Association of Brain-Specific Tryptophan Hydroxylase, TPH2, With Unipolar and Bipolar Disorder in a Northern Swedish, Isolated Population

Abstract

Tryptophan hydroxylase is the rate-limiting enzyme in the serotonin (5-HT) biosynthetic pathway responsible for the regulation of serotonin levels. Tryptophan hydroxylase 2 (TPH2) was found to be solely expressed in the brain and therefore considered an important susceptibility gene in psychiatric disorders. To determine the role of the brain-specific TPH2 gene in unipolar (UP) disorder and bipolar (BP) disorder in a northern Swedish, isolated population. HapMap-based haplotype-tagging single nucleotide polymorphism (htSNP) patient-control association study. A northern Swedish, isolated population. One hundred thirty-five unrelated patients with UP disorder, 182 unrelated patients with BP disorder, and 364 unrelated control individuals. Significant allelic association was identified in our UP disorder association sample for an htSNP located in the 5' promoter region (rs11178997; P = .001). Haplotype analysis supported this significant result by the presence of a protective factor on hapblock 2 (P(specific) = .002).

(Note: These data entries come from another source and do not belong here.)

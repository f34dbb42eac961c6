use serde::{Deserialize, Serialize};
use std::path::PathBuf;
use std::sync::Arc;
use tracing::{error, info, warn};

use crate::config::Config;
use crate::error::Result;
use crate::exec::{CommandRunner, CommandSpec, SystemFiles};
use crate::postfix::main_cf::DEFAULT_MAIN_CF;

/// Aggregated Postfix health, each field queried independently
#[derive(Debug, Clone, PartialEq, Serialize, Deserialize)]
pub struct PostfixStatus {
    pub active: bool,
    pub enabled: bool,
    pub config_valid: bool,
}

/// systemd service lifecycle
pub struct ServiceManager {
    runner: Arc<dyn CommandRunner>,
    files: SystemFiles,
    service_name: String,
    main_cf: PathBuf,
}

impl ServiceManager {
    pub fn new(files: SystemFiles, config: &Config) -> Self {
        ServiceManager {
            runner: files.runner().clone(),
            files,
            service_name: config.system.service_name.clone(),
            main_cf: config.paths.main_cf(),
        }
    }

    pub fn service_name(&self) -> &str {
        &self.service_name
    }

    async fn systemctl(&self, verb: &str, name: &str) -> Result<()> {
        self.runner
            .run_checked(&CommandSpec::root("systemctl").args([verb, name]))
            .await?;
        Ok(())
    }

    pub async fn start_service(&self, name: &str) -> Result<()> {
        self.systemctl("start", name).await
    }

    pub async fn stop_service(&self, name: &str) -> Result<()> {
        self.systemctl("stop", name).await
    }

    pub async fn restart_service(&self, name: &str) -> Result<()> {
        self.systemctl("restart", name).await
    }

    /// Start at boot
    pub async fn enable_service(&self, name: &str) -> Result<()> {
        self.systemctl("enable", name).await
    }

    pub async fn disable_service(&self, name: &str) -> Result<()> {
        self.systemctl("disable", name).await
    }

    pub async fn is_service_active(&self, name: &str) -> bool {
        match self
            .runner
            .run(&CommandSpec::new("systemctl").args(["is-active", name]))
            .await
        {
            Ok(output) => output.success() && output.stdout.trim() == "active",
            Err(e) => {
                warn!("Could not query {} state: {}", name, e);
                false
            }
        }
    }

    pub async fn is_service_enabled(&self, name: &str) -> bool {
        match self
            .runner
            .run(&CommandSpec::new("systemctl").args(["is-enabled", name]))
            .await
        {
            Ok(output) => {
                output.success() && matches!(output.stdout.trim(), "enabled" | "enabled-runtime")
            }
            Err(e) => {
                warn!("Could not query {} boot state: {}", name, e);
                false
            }
        }
    }

    /// Start Postfix unless it is already running
    pub async fn start_postfix(&self) -> Result<()> {
        if self.is_service_active(&self.service_name).await {
            info!("Postfix is already running");
            return Ok(());
        }
        self.start_service(&self.service_name).await.map_err(|e| {
            error!("Failed to start Postfix service: {}", e);
            e
        })?;
        info!("Postfix service started");
        Ok(())
    }

    pub async fn stop_postfix(&self) -> Result<()> {
        if !self.is_service_active(&self.service_name).await {
            info!("Postfix is already stopped");
            return Ok(());
        }
        self.stop_service(&self.service_name).await.map_err(|e| {
            error!("Failed to stop Postfix service: {}", e);
            e
        })?;
        info!("Postfix service stopped");
        Ok(())
    }

    pub async fn restart_postfix(&self) -> Result<()> {
        self.restart_service(&self.service_name).await.map_err(|e| {
            error!("Failed to restart Postfix service: {}", e);
            e
        })?;
        info!("Postfix service restarted");
        Ok(())
    }

    pub async fn enable_postfix(&self) -> Result<()> {
        if self.is_service_enabled(&self.service_name).await {
            info!("Postfix is already enabled at boot");
            return Ok(());
        }
        self.enable_service(&self.service_name).await?;
        info!("Postfix service enabled at boot");
        Ok(())
    }

    pub async fn disable_postfix(&self) -> Result<()> {
        if !self.is_service_enabled(&self.service_name).await {
            info!("Postfix is already disabled at boot");
            return Ok(());
        }
        self.disable_service(&self.service_name).await?;
        info!("Postfix service disabled from boot");
        Ok(())
    }

    /// `postfix check`, exit code 0 means valid
    pub async fn check_postfix_config(&self) -> bool {
        match self
            .runner
            .run(&CommandSpec::root("postfix").arg("check"))
            .await
        {
            Ok(output) if output.success() => true,
            Ok(output) => {
                error!("Postfix configuration error: {}", output.stderr.trim());
                false
            }
            Err(e) => {
                error!("Error checking Postfix config: {}", e);
                false
            }
        }
    }

    pub async fn get_postfix_status(&self) -> PostfixStatus {
        PostfixStatus {
            active: self.is_service_active(&self.service_name).await,
            enabled: self.is_service_enabled(&self.service_name).await,
            config_valid: self.check_postfix_config().await,
        }
    }

    /// Path of the one-time copy of the distribution main.cf
    pub fn original_main_cf_backup(&self) -> PathBuf {
        let mut name = self.main_cf.clone().into_os_string();
        name.push(".autoscript_backup");
        PathBuf::from(name)
    }

    /// Write the minimal relay-only main.cf and restart Postfix.
    ///
    /// The first call keeps a copy of the existing main.cf; later calls
    /// never overwrite that copy.
    pub async fn setup_postfix_basic_config(&self) -> Result<()> {
        let backup = self.original_main_cf_backup();
        if !self.files.exists(&backup).await && self.files.exists(&self.main_cf).await {
            self.files.copy(&self.main_cf, &backup).await?;
            info!(
                "Backed up original {} to {}",
                self.main_cf.display(),
                backup.display()
            );
        }

        self.files
            .write(&self.main_cf, DEFAULT_MAIN_CF.as_bytes(), 0o644)
            .await?;
        info!("Basic Postfix configuration applied");

        self.restart_postfix().await
    }
}

#[cfg(test)]
mod tests {
    use super::*;
    use crate::exec::mock::MockRunner;
    use tempfile::TempDir;

    fn manager(root: &TempDir, runner: Arc<MockRunner>) -> (ServiceManager, Config) {
        let config = Config::rooted_at(root.path());
        let files = SystemFiles::new(runner, false);
        (ServiceManager::new(files, &config), config)
    }

    #[tokio::test]
    async fn test_start_is_idempotent() {
        let root = TempDir::new().unwrap();
        let runner = Arc::new(MockRunner::new());
        runner.on_ok("systemctl is-active postfix", "active\n");
        let (services, _) = manager(&root, runner.clone());

        services.start_postfix().await.unwrap();
        assert!(!runner.was_called("systemctl start"));
    }

    #[tokio::test]
    async fn test_start_when_inactive() {
        let root = TempDir::new().unwrap();
        let runner = Arc::new(MockRunner::new());
        runner.on("systemctl is-active postfix", 3, "inactive\n", "");
        let (services, _) = manager(&root, runner.clone());

        services.start_postfix().await.unwrap();
        let start = runner
            .calls()
            .into_iter()
            .find(|c| c.display() == "systemctl start postfix")
            .unwrap();
        assert!(start.privileged);
    }

    #[tokio::test]
    async fn test_stop_and_disable_noop_when_already_down() {
        let root = TempDir::new().unwrap();
        let runner = Arc::new(MockRunner::new());
        runner.on("systemctl is-active", 3, "inactive\n", "");
        runner.on("systemctl is-enabled", 1, "disabled\n", "");
        let (services, _) = manager(&root, runner.clone());

        services.stop_postfix().await.unwrap();
        services.disable_postfix().await.unwrap();
        assert!(!runner.was_called("systemctl stop"));
        assert!(!runner.was_called("systemctl disable"));
    }

    #[tokio::test]
    async fn test_enable_failure_propagates() {
        let root = TempDir::new().unwrap();
        let runner = Arc::new(MockRunner::new());
        runner.on("systemctl is-enabled", 1, "disabled\n", "");
        runner.on("systemctl enable", 1, "", "Failed to enable unit");
        let (services, _) = manager(&root, runner);

        assert!(services.enable_postfix().await.is_err());
    }

    #[tokio::test]
    async fn test_get_postfix_status() {
        let root = TempDir::new().unwrap();
        let runner = Arc::new(MockRunner::new());
        runner.on_ok("systemctl is-active postfix", "active\n");
        runner.on_ok("systemctl is-enabled postfix", "enabled\n");
        runner.on("postfix check", 1, "", "postfix: fatal: bad main.cf");
        let (services, _) = manager(&root, runner);

        let status = services.get_postfix_status().await;
        assert_eq!(
            status,
            PostfixStatus {
                active: true,
                enabled: true,
                config_valid: false
            }
        );
    }

    #[tokio::test]
    async fn test_basic_config_keeps_first_backup() {
        let root = TempDir::new().unwrap();
        let runner = Arc::new(MockRunner::new());
        let (services, config) = manager(&root, runner.clone());
        let main_cf = config.paths.main_cf();
        std::fs::create_dir_all(main_cf.parent().unwrap()).unwrap();
        std::fs::write(&main_cf, "myhostname = distro.example\n").unwrap();

        services.setup_postfix_basic_config().await.unwrap();
        assert_eq!(std::fs::read_to_string(&main_cf).unwrap(), DEFAULT_MAIN_CF);
        assert!(runner.was_called("systemctl restart postfix"));

        services.setup_postfix_basic_config().await.unwrap();
        let backup = std::fs::read_to_string(services.original_main_cf_backup()).unwrap();
        assert_eq!(backup, "myhostname = distro.example\n");
    }

    #[tokio::test]
    async fn test_basic_config_restart_failure() {
        let root = TempDir::new().unwrap();
        let runner = Arc::new(MockRunner::new());
        runner.on("systemctl restart", 1, "", "Job for postfix.service failed");
        let (services, _) = manager(&root, runner);

        assert!(services.setup_postfix_basic_config().await.is_err());
    }
}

In the BP disorder association sample, single-marker association identified a significant htSNP in the upstream regulatory region (rs4131348; P = .004). Moreover, haplotype analysis in the BP disorder sample showed that the same htSNPs from hapblock 2 associated with UP disorder were also significantly associated with BP disorder (P(specific) = .002). Haplotype-based analysis of TPH2 in patients with UP and BP disorder and controls from northern Swedish descent provides preliminary evidence for protective association in both disorders and thus supports a central role for TPH2 in the pathogenesis of affective disorders.